Initiation and execution of lipotoxic ER stress in pancreatic beta-cells
Cunha, Daniel A × Hekerman, Paul Ladriere, Laurence Bazarra-Castro, Angie Ortis, Fernanda Wakeham, Marion C Moore, Fabrice Rasschaert, Joanne Cardozo, Alessandra K Bellomo, Elisa Overbergh, Lutgart Mathieu, Chantal Lupi, Roberto Hai, Tsonwin Herchuelz, Andre Marchetti, Piero Rutter, Guy A Eizirik, Decio L Cnop, Miriam #
Co. of Biologists
Journal of Cell Science vol:121 issue:14 pages:2308-2318
Free fatty acids (FFA) cause apoptosis of pancreatic beta-cells and might contribute to beta-cell loss in type 2 diabetes via the induction of endoplasmic reticulum (ER) stress. We studied here the molecular mechanisms implicated in FFA-induced ER stress initiation and apoptosis in INS-1E cells, FACS-purified primary beta-cells and human islets exposed to oleate and/or palmitate.

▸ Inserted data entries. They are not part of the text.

//! # Panix Core
//!
//! Game state core for Panix Incremental, a hex-grid idle game.
//!
//! This crate contains **only** game state and rules:
//! - No rendering
//! - No UI
//! - No clock (time enters only as tick deltas)
//!
//! IO is limited to explicit load/save entry points for config, settings
//! and save files.
//!
//! ## Crate Structure
//!
//! - [`hex`] - Axial coordinates and hex math
//! - [`grid`] - The tile map and drone occupancy
//! - [`resources`] - Resource ledger and generation
//! - [`crafting`] - Component crafting
//! - [`drones`] - Drone assembly and deployment
//! - [`structures`] - Structure placement
//! - [`game`] - Context object wiring the managers together
//! - [`action`] - Player actions as replayable data
//! - [`config`] / [`data`] - Content definitions and overrides
//! - [`save`] - Versioned save files

#![forbid(unsafe_code)]
#![warn(missing_docs)]
#![warn(clippy::all, clippy::pedantic)]

pub mod action;
pub mod config;
pub mod crafting;
pub mod data;
pub mod drones;
pub mod error;
pub mod events;
pub mod game;
pub mod grid;
pub mod hex;
pub mod resources;
pub mod save;
pub mod settings;
pub mod structures;

/// Re-export commonly used types
pub mod prelude {
    pub use crate::action::Action;
    pub use crate::config::{ConfigManager, ConfigOverrides, GameConfig, ValidationReport};
    pub use crate::crafting::CraftingManager;
    pub use crate::data::{cost_of, ComponentCost, ResourceCost, BASIC_GATHERER, SOLAR_PANEL};
    pub use crate::drones::{Deployment, DroneManager};
    pub use crate::error::{ActionError, ActionResult, GameError, Result};
    pub use crate::events::{EventBus, EventKind, GameEvent};
    pub use crate::game::Game;
    pub use crate::grid::{HexGrid, Tile, TileType};
    pub use crate::hex::HexCoord;
    pub use crate::resources::ResourceManager;
    pub use crate::save::{SaveData, SaveInfo};
    pub use crate::settings::{NumberFormat, SettingsManager};
    pub use crate::structures::{StructureManager, StructureRecord};
}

Treatment with saturated and/or unsaturated FFA led to differential ER stress signaling. Palmitate induced more apoptosis and markedly activated the IRE1, PERK and ATF6 pathways, owing to a sustained depletion of ER Ca2+ stores, whereas the unsaturated FFA oleate led to milder PERK and IRE1 activation and comparable ATF6 signaling. Non-metabolizable methyl-FFA analogs induced neither ER stress nor beta-cell apoptosis. The FFA-induced ER stress response was not modified by high glucose concentrations, suggesting that ER stress in primary beta-cells is primarily lipotoxic, and not glucolipotoxic. Palmitate, but not oleate, activated JNK. JNK inhibitors reduced palmitate-mediated AP-1 activation and apoptosis. Blocking the transcription factor CHOP delayed palmitate-induced beta-cell apoptosis. In conclusion, saturated FFA induce ER stress via ER Ca2+ depletion. The IRE1 and resulting JNK activation contribute to beta-cell apoptosis. PERK activation by palmitate also contributes to beta-cell apoptosis via CHOP.